Gene therapy is a technique used to treat diseases by delivering the therapeutic genetic materials into cells. It has provided new promising options for the treatment of genetic disorders, cardiovascular diseases, and cancers [1,2,3]. Since the approval of the first gene therapy drug by the FDA in 1998, there has been a tremendous development in this area, and more than 20 gene therapies have been launched worldwide [4]. Clinical trial data in recent years have also demonstrated the effectiveness and safety of gene therapy for the treatment of a variety of human diseases [5,6]. More importantly, the rapid development of gene editing technology, such as TALENs, ZFNs and CRISPR-Cas [7,8], has further tapped the clinical potential of gene therapy. However, direct delivery of naked therapeutic genes is highly challenging due to the large molecular weight, intensive electronegativity, and the high hydrophilicity of genes [9]. Upon exposure to physiological conditions, intrinsic fragile genes undergo fast degradation within seconds, making it more difficult for gene therapy to achieve clinical outcomes [10]. Therefore, the development of safe and effective delivery systems is still of great significance for the clinical applications of gene therapeutics.

An ideal gene delivery system should be able to load enough nucleic acids (NAs), protect them effectively, and transfer them efficiently into target cells with minimal adverse effects [11]. Nonviral vectors, such as lipids/lipid-like materials and cationic polymers, are normally considered safe and are of high priority for the development of a gene delivery system [12,13,14,15]. They can bind nucleic acids efficiently via electrostatic interactions and form quite stable nanostructures, ensuring efficient delivery of genes in vivo [16]. Their physicochemical properties can be readily tuned by modifying chemical structures, making them suitable for the delivery of different types of nucleic acids [17,18]. In addition, they can be prepared on a large scale with affordable costs and high reproducibility, which is of great importance for the potential commercialization of nucleic acid-based drugs [19]. Among them, lipid-based gene delivery systems have made remarkable progress in both preclinical and clinical stages [20]. For example, ONPATTRO® (patisiran), the first RNAi drug approved by the FDA, is formulated as a lipid complex for the delivery of therapeutic small interfering RNA (siRNA) to hepatocytes [21]. However, lipid-based drug delivery systems also have some drawbacks, such as low efficiency caused by poor stability and rapid blood clearance, toxicity, immunogenicity, and poor targeting [22,23]. Cation polymers with versatile chemical structures also play important roles in gene delivery [24]. They effectively combine with genes through electrostatic interactions to form polyplex nanoparticles (NPs), which protect genes from degradation by extracellular nucleases and thus prolongs their circulation time in vivo. The enriched positive surface charge of cationic polymer-based NPs enhances endocytosis and promotes endosomal escape of genes via the “proton sponge effect” [23]. Notably, PEI has a prominent position among the most investigated cationic polymers for gene delivery. Its high density of cationic charge does allow for effective condensation with genes and significantly facilitates interaction with cellular membranes [25]. Alternately, it also leads to poor biocompatibility and high toxicity of PEI-based gene delivery systems [26].

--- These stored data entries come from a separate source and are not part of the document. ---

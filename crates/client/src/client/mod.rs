//! FitTrack API client

pub mod auth;
pub mod error;
pub mod exercises;
pub mod profile;
pub mod refresh;
pub mod trainings;

use error::ClientError;
use fittrack_core::storage::{MemoryTokenStore, TokenStore};
use fittrack_core::token::decode_expiry;
use refresh::{RefreshHandle, SessionExpiredHook, spawn_refresh_worker};
use reqwest::{Client, ClientBuilder, header};
use std::sync::Arc;
use std::time::Duration;

/// Environment variable holding the backend base URL
pub const ENV_BASE_URL: &str = "FITTRACK_API_URL";

/// FitTrack API client.
///
/// Cloning is cheap; clones share the token store and the refresh worker.
#[derive(Clone)]
pub struct ApiClient {
    client: Client,
    base_url: String,
    store: Arc<dyn TokenStore>,
    refresh: RefreshHandle,
}

impl ApiClient {
    /// Create a new client with default configuration.
    ///
    /// Must be called from within a Tokio runtime (the refresh worker is
    /// spawned on it).
    pub fn new(base_url: impl Into<String>) -> Result<Self, ClientError> {
        Self::builder().base_url(base_url).build()
    }

    /// Create a new client builder
    #[must_use]
    pub fn builder() -> ApiClientBuilder {
        ApiClientBuilder::default()
    }

    /// Create a client configured from the `FITTRACK_API_URL` environment
    /// variable
    pub fn from_env() -> Result<Self, ClientError> {
        let base_url = std::env::var(ENV_BASE_URL)
            .map_err(|_| ClientError::Configuration(format!("{ENV_BASE_URL} is not set")))?;
        Self::new(base_url)
    }

    /// Get the base URL
    #[must_use]
    pub fn base_url(&self) -> &str {
        &self.base_url
    }

    /// The token store backing this client
    #[must_use]
    pub fn store(&self) -> &Arc<dyn TokenStore> {
        &self.store
    }

    /// Create a request builder, attaching a bearer token when one is
    /// available.
    ///
    /// This is the interception point every endpoint goes through:
    /// - no stored access token: the request goes out unauthenticated;
    /// - stored token still valid: it is attached as `Authorization: Bearer`;
    /// - stored token expired or undecodable: a refresh is performed first
    ///   (shared with any other request that hits this at the same time) and
    ///   the new token is attached. If the refresh fails, the request fails
    ///   with that error and the client has already been logged out.
    pub async fn request(
        &self,
        method: reqwest::Method,
        path: &str,
    ) -> Result<reqwest::RequestBuilder, ClientError> {
        let url = format!("{}{}", self.base_url, path);
        let request = self.client.request(method, url);

        match self.bearer_token().await? {
            Some(token) => {
                Ok(request.header(header::AUTHORIZATION, format!("Bearer {token}")))
            }
            None => Ok(request),
        }
    }

    /// Resolve the token to attach, refreshing it if needed
    async fn bearer_token(&self) -> Result<Option<String>, ClientError> {
        let Some(token) = self.store.access_token().await? else {
            return Ok(None);
        };

        // An undecodable token counts as expired: refresh instead of sending
        // a token the backend will reject anyway.
        if !decode_expiry(&token).is_expired(chrono::Utc::now()) {
            return Ok(Some(token));
        }

        let fresh = self.refresh.fresh_token().await?;
        Ok(Some(fresh))
    }

    /// Execute a request and handle common errors
    pub async fn execute<T: serde::de::DeserializeOwned>(
        &self,
        request: reqwest::RequestBuilder,
    ) -> Result<T, ClientError> {
        let response = request.send().await?;
        let status = response.status();

        if status.is_success() {
            Ok(response.json().await?)
        } else {
            let message = response.text().await.unwrap_or_else(|_| status.to_string());
            Err(ClientError::from_status(status, message))
        }
    }

    /// Execute a request whose success response carries no useful body
    pub async fn execute_empty(
        &self,
        request: reqwest::RequestBuilder,
    ) -> Result<(), ClientError> {
        let response = request.send().await?;
        let status = response.status();

        if status.is_success() {
            Ok(())
        } else {
            let message = response.text().await.unwrap_or_else(|_| status.to_string());
            Err(ClientError::from_status(status, message))
        }
    }
}

/// Builder for [`ApiClient`]
#[derive(Default)]
pub struct ApiClientBuilder {
    base_url: Option<String>,
    timeout: Option<Duration>,
    user_agent: Option<String>,
    store: Option<Arc<dyn TokenStore>>,
    on_session_expired: Option<SessionExpiredHook>,
}

impl ApiClientBuilder {
    /// Set the base URL
    #[must_use]
    pub fn base_url(mut self, url: impl Into<String>) -> Self {
        self.base_url = Some(url.into());
        self
    }

    /// Set the request timeout
    #[must_use]
    pub fn timeout(mut self, timeout: Duration) -> Self {
        self.timeout = Some(timeout);
        self
    }

    /// Set the user agent
    #[must_use]
    pub fn user_agent(mut self, agent: impl Into<String>) -> Self {
        self.user_agent = Some(agent.into());
        self
    }

    /// Use the given token store instead of the in-memory default
    #[must_use]
    pub fn token_store(mut self, store: Arc<dyn TokenStore>) -> Self {
        self.store = Some(store);
        self
    }

    /// Install a callback invoked when a failed refresh forces a logout
    /// (the host application's cue to navigate to the login view)
    #[must_use]
    pub fn on_session_expired<F>(mut self, hook: F) -> Self
    where
        F: Fn() + Send + Sync + 'static,
    {
        self.on_session_expired = Some(Arc::new(hook));
        self
    }

    /// Build the client.
    ///
    /// Must be called from within a Tokio runtime.
    pub fn build(self) -> Result<ApiClient, ClientError> {
        let base_url = self
            .base_url
            .ok_or_else(|| ClientError::Configuration("base_url is required".into()))?;
        let base_url = base_url.trim_end_matches('/').to_string();

        let mut client_builder = ClientBuilder::new();

        if let Some(timeout) = self.timeout {
            client_builder = client_builder.timeout(timeout);
        }

        if let Some(user_agent) = self.user_agent {
            client_builder = client_builder.user_agent(user_agent);
        } else {
            client_builder = client_builder.user_agent("fittrack-client/0.1.0");
        }

        let client = client_builder.build()?;
        let store: Arc<dyn TokenStore> =
            self.store.unwrap_or_else(|| Arc::new(MemoryTokenStore::new()));

        // The worker gets its own copy of the HTTP client so the refresh
        // call itself never re-enters the interception path.
        let refresh = spawn_refresh_worker(
            client.clone(),
            base_url.clone(),
            Arc::clone(&store),
            self.on_session_expired,
        );

        Ok(ApiClient {
            client,
            base_url,
            store,
            refresh,
        })
    }
}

In order to balance the delivery efficacy and biocompatibility, a lot of methods have been developed to modify PEI carriers [27,28,29]. Among them, hydrophobic modification of PEI has been proven effective to improve gene delivery with less cytotoxicity [30]. Generally, hydrophobic modification endows PEI/NAs NPs with superior features including improved stability via additional hydrophobic interactions, enhanced endocytosis and endosomal escape due to the presence of hydrophobic moieties [29], and reduced toxicity [31]. On the other hand, hydrophilic modification, such as PEGylation, has also been considered essential for PEI-based vectors to improve overall delivery efficacy. As an important alternative of PEGylation, zwitterion modification of vectors has demonstrated excellent ability in reducing non-specific protein adsorption by forming strong and stable hydration shells on gene polyplex NPs [32]. In addition, zwitterionic NPs are able to avoid the undesired long-term accumulation of NPs in reticuloendothelial system organs, making zwitterioncally modified PEI free of hazards [33]. In previous studies, the construction of polymers with zwitterions was mainly achieved through the polymerization of limited zwitterionic monomers, such as 3-[[2-(methacryloyloxy)ethyl]-dimethylammonio]propionate (CBMA) and 2-methacryloyloxyethyl phosphorylcholine (MPC) [34]. Zwitterionic modification can be a versatile strategy for the introduction of zwitterionic units to gene carriers. It is predicted that zwitterionic modification will afford PEI vehicles improved gene delivery efficacy and biocompatibility.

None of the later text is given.